In lesson 5 you did a statistical regression using an independent variable (rainfall) to explain the variation in a dependent variable (vegetation production) in a spatial context. That analysis clearly showed vegetation production to be strongly dependent on rainfall up to around 800 to 1000 mm of annual rainfall.
With the trend images of rainfall and vegetation production you can do a similar regression to test the influence of the rainfall trend on the vegetation production trend. It is better to use trends derived from the original data and not the normalized trend. Using a trend derived from the original data will be interpretable in terms of how much changes in rainfall affects vegetation production. If you use normalized data the regression formula can not be interpreted explicitly and is only valid for the period you analyzed (i.e. it can not be used for extrapolation) The principal steps you need to take include:
1.Make a stack with annual rainfall grids for the period you want to analyze
2.Make a stack for annual vegetation production for the same period (you can use any, or compare all, of the vegetation production indexes included in the dataset),
3.Calculate the trends in rainfall and vegetation production,
4.Cut the trends to fit a country, river basin or district,
5.Convert the selected country, river basin or district to a grid, using the cut trend grids as template,
6.Create a Boolean (0/1) mask of your selected country, river basin or district,
7.Apply the mask to your trend grids to remove pixels outside you study area by multiplication,
8.Make a regression using the cut and masked rainfall trend as independent and the cut and masked vegetation production trend as dependent variable,
9.Analyze the results from the regression, by using the transect tool and a histogram,
10.Symbolize two maps showing the cut and masked trends in rainfall and vegetation growth,
11.Compile the results into a short report on changes in rainfall and vegetation production in your selected area, including the two designed maps, histograms of the derived trends, one or two transects for both rainfall and vegetation production trends (using the same position for the transects in both maps), and both graphical and numerical results of the regression.

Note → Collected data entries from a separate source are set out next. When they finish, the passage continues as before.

use super::{
    Finding, Rule, RuleCategory, RuleInfo, Severity,
    scan::{CONDITIONS, bodies}
};
use crate::{
    lexer::{Token, TokenKind},
    query::AuditContext
};

/// Comparison with NULL using `=`, `<>` or `!=`
///
/// Such comparisons evaluate to NULL, so the predicate never matches.
pub struct EqualsNull;

impl Rule for EqualsNull {
    fn info(&self) -> RuleInfo {
        RuleInfo {
            id:       "STA.001",
            summary:  "Use IS NULL instead of = NULL",
            severity: Severity::Error,
            category: RuleCategory::Correctness,
            case:     "select c1 from tbl where c1 = null"
        }
    }

    fn check(&self, ctx: &AuditContext) -> Option<Finding> {
        let is_eq = |t: &Token| t.is_op("=") || t.is_op("<>") || t.is_op("!=");
        let op = bodies(ctx, CONDITIONS).find_map(|body| {
            body.windows(2).find_map(|w| {
                if is_eq(&w[0]) && w[1].is_word("null") {
                    Some(&w[0])
                } else if w[0].is_word("null") && is_eq(&w[1]) {
                    Some(&w[1])
                } else {
                    None
                }
            })
        })?;
        Some(
            Finding::new(
                &self.info(),
                format!(
                    "`{} NULL` is never true; use IS NULL or IS NOT NULL",
                    op.text
                )
            )
            .at(op.offset)
        )
    }
}

/// Whitespace around the dot of a qualified name
pub struct SpacedQualifier;

impl Rule for SpacedQualifier {
    fn info(&self) -> RuleInfo {
        RuleInfo {
            id:       "STA.002",
            summary:  "No spaces around '.' in qualified names",
            severity: Severity::Info,
            category: RuleCategory::Style,
            case:     "select tbl. col from tbl"
        }
    }

    fn check(&self, ctx: &AuditContext) -> Option<Finding> {
        let dot = ctx.tokens.windows(3).find_map(|w| {
            let qualified = w[1].kind == TokenKind::Dot
                && w[0].is_name()
                && (w[2].is_name() || w[2].is_op("*"));
            let spaced = w[0].end() != w[1].offset || w[1].end() != w[2].offset;
            (qualified && spaced).then_some(&w[1])
        })?;
        Some(
            Finding::new(
                &self.info(),
                "Whitespace around '.' makes `tbl. col` look like two separate names"
            )
            .at(dot.offset)
        )
    }
}

/// Quoted identifier with characters outside `[A-Za-z0-9_$]`
pub struct UnusualIdentifier;

impl Rule for UnusualIdentifier {
    fn info(&self) -> RuleInfo {
        RuleInfo {
            id:       "STA.004",
            summary:  "Identifier contains special characters",
            severity: Severity::Info,
            category: RuleCategory::Style,
            case:     "select `col-1` from tbl"
        }
    }

    fn check(&self, ctx: &AuditContext) -> Option<Finding> {
        let (token, name) = ctx
            .tokens
            .iter()
            .filter(|t| t.kind == TokenKind::QuotedIdentifier)
            .map(|t| (t, t.unquoted()))
            .find(|(_, name)| {
                name.chars()
                    .any(|c| !(c.is_ascii_alphanumeric() || c == '_' || c == '$'))
            })?;
        Some(
            Finding::new(
                &self.info(),
                format!(
                    "Identifier '{}' needs quoting everywhere it is used; stick to letters, digits and underscores",
                    name
                )
            )
            .with_detail(name)
            .at(token.offset)
        )
    }
}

You should finally also identify potential land degradation sites in the region you used above (Try it on your own 1). Follow the steps taken above in this lesson to create a hotspot map from either the ranking maps, or from the normalized trends in rain normalized *NDVI. To make the analysis even better, you can include the layers containing information on the significance of the trends (use them as constraints in the MCE). If you restrict your analysis to the Parklands area you can also use the ranking data as input in the MCE. The principal steps you need to take include:
1.Cut the grid layers you want to use as criteria to fit the grid data you used above (Try it on your own 1).

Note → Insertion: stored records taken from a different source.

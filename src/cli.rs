use std::path::PathBuf;

use clap::{Parser, Subcommand, ValueEnum};

/// SQL Advisor - fingerprint SQL statements and flag anti-patterns
#[derive(Parser, Debug)]
#[command(name = "sql-advisor")]
#[command(version, about, long_about = None)]
pub struct Cli {
    /// Configuration file, takes precedence over the default locations
    #[arg(long, global = true, env = "SQL_ADVISOR_CONFIG")]
    pub config: Option<PathBuf>,

    #[command(subcommand)]
    pub command: Commands
}

#[derive(Subcommand, Debug)]
pub enum Commands {
    /// Advise on SQL statements
    Advise {
        /// Statement text; takes precedence over --queries
        #[arg(long, conflicts_with = "queries")]
        sql: Option<String>,

        /// Path to SQL statements or JSONL requests (use - for stdin)
        #[arg(short, long)]
        queries: Option<PathBuf>,

        /// Input format of --queries
        #[arg(long, value_enum, default_value = "sql")]
        input: Input,

        /// Default database for unqualified table names
        #[arg(long, default_value = "")]
        schema: String,

        /// Rule id or prefix pattern (ALI.*) to suppress, repeatable
        #[arg(long = "ignore", value_name = "RULE")]
        ignore: Vec<String>,

        /// SQL dialect for parsing, overrides the configuration
        #[arg(long, value_enum)]
        dialect: Option<Dialect>,

        /// Output format
        #[arg(short = 'f', long, value_enum, default_value = "text")]
        output_format: Format,

        /// Disable colored output
        #[arg(long)]
        no_color: bool,

        /// Evaluate the rules of each statement in parallel
        #[arg(long)]
        parallel: bool
    },

    /// List the registered rules
    Rules {
        /// Output format
        #[arg(short = 'f', long, value_enum, default_value = "text")]
        output_format: Format,

        /// Disable colored output
        #[arg(long)]
        no_color: bool
    }
}

#[derive(Debug, Clone, Copy, PartialEq, Eq, ValueEnum)]
pub enum Input {
    /// Statements separated by `;`
    Sql,
    /// One JSON request per line: {"schema", "sql", "ignore_rules"}
    Jsonl
}

#[derive(Debug, Clone, Copy, PartialEq, Eq, ValueEnum)]
pub enum Dialect {
    Generic,
    Mysql,
    Postgresql,
    Sqlite
}

#[derive(Debug, Clone, Copy, PartialEq, Eq, ValueEnum)]
pub enum Format {
    Text,
    Json,
    Yaml
}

2.Normalize the input data to a common scale (either use the grid calculator, or the scalar function under the grid menu)
3.Assign weights to the factors you want to use in the MCE
4.Execute the MCE
5.Analyze the histogram of the MCE
6.Symbolize and design a map showing the identified hotspots
7.Compile the results into a short report on hotspot identification using MCE, including the designed maps and the histogram of the MCE result.